Exercise | Answer with the number of lines in the records that contain "impl" and with nothing else.

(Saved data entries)

- Opening Delimiter -

//! Level loading and saving
//!
//! Uses RON (Rusty Object Notation) for human-readable level files. Files are
//! validated against resource limits before a tilemap is built from them, so
//! a corrupt or hostile file cannot balloon memory.

use std::path::Path;

use serde::{Deserialize, Serialize};

use super::{TileKind, Tilemap, TILE_SIZE};

/// Validation limits to prevent resource exhaustion from malicious files
pub mod limits {
    /// Maximum number of grid tiles in a level
    pub const MAX_GRID_TILES: usize = 65_536;
    /// Maximum number of offgrid tiles in a level
    pub const MAX_OFFGRID_TILES: usize = 4_096;
    /// Maximum absolute cell coordinate
    pub const MAX_CELL: i32 = 10_000;
    /// Maximum absolute world coordinate (prevents overflow issues)
    pub const MAX_COORD: f32 = 1_000_000.0;
    /// Maximum tile variant index
    pub const MAX_VARIANT: u8 = 63;
}

/// Error type for level loading
#[derive(Debug)]
pub enum LevelError {
    IoError(std::io::Error),
    ParseError(ron::error::SpannedError),
    SerializeError(ron::Error),
    ValidationError(String),
}

impl From<std::io::Error> for LevelError {
    fn from(e: std::io::Error) -> Self {
        LevelError::IoError(e)
    }
}

impl From<ron::error::SpannedError> for LevelError {
    fn from(e: ron::error::SpannedError) -> Self {
        LevelError::ParseError(e)
    }
}

impl From<ron::Error> for LevelError {
    fn from(e: ron::Error) -> Self {
        LevelError::SerializeError(e)
    }
}

impl std::fmt::Display for LevelError {
    fn fmt(&self, f: &mut std::fmt::Formatter<'_>) -> std::fmt::Result {
        match self {
            LevelError::IoError(e) => write!(f, "IO error: {}", e),
            LevelError::ParseError(e) => write!(f, "Parse error: {}", e),
            LevelError::SerializeError(e) => write!(f, "Serialize error: {}", e),
            LevelError::ValidationError(e) => write!(f, "Validation error: {}", e),
        }
    }
}

impl std::error::Error for LevelError {}

/// A tile snapped to the cell grid.
#[derive(Debug, Clone, PartialEq, Serialize, Deserialize)]
pub struct GridTile {
    pub kind: TileKind,
    pub variant: u8,
    pub cell: (i32, i32),
}

/// A freely placed decorative tile, position in world pixels.
#[derive(Debug, Clone, PartialEq, Serialize, Deserialize)]
pub struct OffgridTile {
    pub kind: TileKind,
    pub variant: u8,
    pub pos: (f32, f32),
}

/// On-disk level description.
#[derive(Debug, Clone, PartialEq, Serialize, Deserialize)]
pub struct Level {
    pub tile_size: f32,
    pub grid: Vec<GridTile>,
    pub offgrid: Vec<OffgridTile>,
}

impl Level {
    /// Parse a level from RON text and validate it.
    pub fn from_ron(text: &str) -> Result<Self, LevelError> {
        let level: Level = ron::from_str(text)?;
        level.validate()?;
        Ok(level)
    }

    /// Serialize to pretty RON after validating.
    pub fn to_ron(&self) -> Result<String, LevelError> {
        self.validate()?;
        let pretty = ron::ser::PrettyConfig::new().depth_limit(4);
        Ok(ron::ser::to_string_pretty(self, pretty)?)
    }

    /// Load and validate a level file (native only).
    #[cfg(not(target_arch = "wasm32"))]
    pub fn load(path: impl AsRef<Path>) -> Result<Self, LevelError> {
        let text = std::fs::read_to_string(path)?;
        Self::from_ron(&text)
    }

    /// Save a level file (native only).
    #[cfg(not(target_arch = "wasm32"))]
    pub fn save(&self, path: impl AsRef<Path>) -> Result<(), LevelError> {
        let text = self.to_ron()?;
        std::fs::write(path, text)?;
        Ok(())
    }

    fn validate(&self) -> Result<(), LevelError> {
        if !(self.tile_size.is_finite() && self.tile_size > 0.0) {
            return Err(LevelError::ValidationError(format!(
                "invalid tile_size {}",
                self.tile_size
            )));
        }
        if self.grid.len() > limits::MAX_GRID_TILES {
            return Err(LevelError::ValidationError(format!(
                "too many grid tiles ({} > {})",
                self.grid.len(),
                limits::MAX_GRID_TILES
            )));
        }
        if self.offgrid.len() > limits::MAX_OFFGRID_TILES {
            return Err(LevelError::ValidationError(format!(
                "too many offgrid tiles ({} > {})",
                self.offgrid.len(),
                limits::MAX_OFFGRID_TILES
            )));
        }
        for tile in &self.grid {
            if tile.cell.0.abs() > limits::MAX_CELL || tile.cell.1.abs() > limits::MAX_CELL {
                return Err(LevelError::ValidationError(format!(
                    "grid cell {:?} out of range",
                    tile.cell
                )));
            }
            if tile.variant > limits::MAX_VARIANT {
                return Err(LevelError::ValidationError(format!(
                    "grid variant {} out of range",
                    tile.variant
                )));
            }
        }
        for tile in &self.offgrid {
            let (x, y) = tile.pos;
            if !(x.is_finite() && y.is_finite())
                || x.abs() > limits::MAX_COORD
                || y.abs() > limits::MAX_COORD
            {
                return Err(LevelError::ValidationError(format!(
                    "offgrid position {:?} out of range",
                    tile.pos
                )));
            }
            if tile.variant > limits::MAX_VARIANT {
                return Err(LevelError::ValidationError(format!(
                    "offgrid variant {} out of range",
                    tile.variant
                )));
            }
        }
        Ok(())
    }

    /// Build the runtime tilemap. Later grid entries win on cell collisions.
    pub fn build_tilemap(&self) -> Tilemap {
        let mut map = Tilemap::new();
        for tile in &self.grid {
            map.insert_grid(tile.cell, tile.kind, tile.variant);
        }
        for tile in &self.offgrid {
            map.insert_offgrid(macroquad::math::vec2(tile.pos.0, tile.pos.1), tile.kind, tile.variant);
        }
        map
    }

    /// Built-in arena used when no level file can be loaded.
    ///
    /// A ground row with a pit, a floating platform, stone side walls, one
    /// player spawner, two enemy spawners and a decorative tree.
    pub fn fallback() -> Self {
        let mut grid = Vec::new();
        for x in 0..24 {
            if x == 15 || x == 16 {
                continue;
            }
            grid.push(GridTile {
                kind: TileKind::Grass,
                variant: 1,
                cell: (x, 13),
            });
        }
        for y in 6..13 {
            grid.push(GridTile {
                kind: TileKind::Stone,
                variant: 0,
                cell: (0, y),
            });
            grid.push(GridTile {
                kind: TileKind::Stone,
                variant: 0,
                cell: (23, y),
            });
        }
        for x in 8..12 {
            grid.push(GridTile {
                kind: TileKind::Grass,
                variant: 1,
                cell: (x, 9),
            });
        }
        grid.push(GridTile {
            kind: TileKind::Spawners,
            variant: 0,
            cell: (2, 12),
        });
        grid.push(GridTile {
            kind: TileKind::Spawners,
            variant: 1,
            cell: (10, 8),
        });
        grid.push(GridTile {
            kind: TileKind::Spawners,
            variant: 1,
            cell: (20, 12),
        });

        Self {
            tile_size: TILE_SIZE,
            grid,
            offgrid: vec![OffgridTile {
                kind: TileKind::LargeDecor,
                variant: 2,
                pos: (96.0, 187.0),
            }],
        }
    }
}

// ============================================================================
// Tests
// ============================================================================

- Closing Delimiter -

Task result | 8